Norm Macdonald is one of the brightest comedy geniuses out there today. I can prove it.

From a recent stream of tweets by him:

“Sometimes people ask me who the funnier character is, Connery or Burt. The funniest character in Celebrity Jeopardy, by far, is alex Trebek as played by Will. Without Will’s perfect take on Trebek,maddened by the outright hostility of Connery, the faraway uninterest of Burt, the sketch is nothing.”

He’s absolutely right.

Ferrell plays the perfect straight man, unusual for him. His Trebek is actually encouraging to his clueless guests, in fact, let’s allow Mcdonald to address that:

“Celebrity Jeopardy was about hope.

“It was about the hope of one man, Alex Trebek, the hope that never died. The audacious hope that never let the facts of the past interfere.

“It was a rhythm piece, as each disaster was signaled by the sound of a buzzer, and each new category signified more, new, hope.”
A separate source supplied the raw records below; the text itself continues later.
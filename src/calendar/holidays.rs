//! Polish public holidays, the non-working days used by the local data source.

use chrono::{Datelike, Duration, NaiveDate};

use crate::model::Holiday;

const FIXED: &[(u32, u32, &str)] = &[
    (1, 1, "New Year's Day"),
    (1, 6, "Epiphany"),
    (5, 1, "Labour Day"),
    (5, 3, "Constitution Day"),
    (8, 15, "Assumption Day"),
    (11, 1, "All Saints' Day"),
    (11, 11, "Independence Day"),
    (12, 25, "Christmas Day"),
    (12, 26, "Second Day of Christmas"),
];

/// Offsets in days from Easter Sunday.
const MOVABLE: &[(i64, &str)] = &[
    (0, "Easter Sunday"),
    (1, "Easter Monday"),
    (49, "Pentecost"),
    (60, "Corpus Christi"),
];

/// Easter Sunday, anonymous Gregorian algorithm.
pub fn easter_sunday(year: i32) -> NaiveDate {
    let a = year % 19;
    let (b, c) = (year / 100, year % 100);
    let (d, e) = (b / 4, b % 4);
    let f = (b + 8) / 25;
    let g = (b - f + 1) / 3;
    let h = (19 * a + b - d - g + 15) % 30;
    let (i, k) = (c / 4, c % 4);
    let l = (32 + 2 * e + 2 * i - h - k) % 7;
    let m = (a + 11 * h + 22 * l) / 451;
    let month = (h + l - 7 * m + 114) / 31;
    let day = (h + l - 7 * m + 114) % 31 + 1;
    NaiveDate::from_ymd_opt(year, month as u32, day as u32).unwrap_or(NaiveDate::MIN)
}

/// All public holidays of `year`, sorted by date.
pub fn public_holidays(year: i32) -> Vec<(NaiveDate, &'static str)> {
    let easter = easter_sunday(year);
    let mut days: Vec<(NaiveDate, &'static str)> = FIXED
        .iter()
        .filter_map(|&(m, d, name)| NaiveDate::from_ymd_opt(year, m, d).map(|date| (date, name)))
        .chain(
            MOVABLE
                .iter()
                .map(|&(offset, name)| (easter + Duration::days(offset), name)),
        )
        .collect();
    days.sort_by_key(|(date, _)| *date);
    days
}

pub fn holiday_name(date: NaiveDate) -> Option<&'static str> {
    public_holidays(date.year())
        .into_iter()
        .find(|(d, _)| *d == date)
        .map(|(_, name)| name)
}

/// Holidays within `[start, end]`, inclusive on both ends.
pub fn holidays_between(start: NaiveDate, end: NaiveDate) -> Vec<Holiday> {
    if end < start {
        return Vec::new();
    }
    (start.year()..=end.year())
        .flat_map(public_holidays)
        .filter(|(date, _)| *date >= start && *date <= end)
        .map(|(date, name)| Holiday {
            date,
            name: name.to_string(),
        })
        .collect()
}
Suffice it to say, his Tweet stream is highly recommended reading. The Concourse has aggregated it here, though if you ask me, they buried the lede. The most interesting things he had to say were not about Eddie Murphy and Bill Cosby.

It’s the overall insight into the process at a place like SNL and into the surprising cerebral aspect to the Celebrity Jeopardy sketch. (Although, I wish Norm hadn’t ended up kissing Eddie’s ass for kissing Bill Cosby’s ass, because Cosby, you know, (allegedly) “put the pills in the people,” but you can’t always get what you want.)


My own impressions of the SNL@40 special Sunday? If the good people at Saturday Night Live are finding out anything today from the feedback loop, they’re finding out how much people despise “The Californians.”

The sketch is a bizarre spoof on the daytime drama genre blending toward the telenovela, and its signature jokes are that A) People from California talk funny and B) People from California are obsessed with their local and regional traffic patterns.

I think this sketch has only ever been funny to Fred Armisen.

Watching the show as a whole, though, and not to mention the airing the previous Saturday of the pilot, made me realize how nostalgic I am regarding Saturday Night Live. It’s one of those things, I guess, that has been with me my entire life. I’ve watched it through bad seasons and good, and, despite what it’s popular to say, I think SNL keeps getting better.

Case in point: Watch this Saturday for one of the greatest rock bands of our time: The Alabama Shakes (new album debuts April 21, folks.)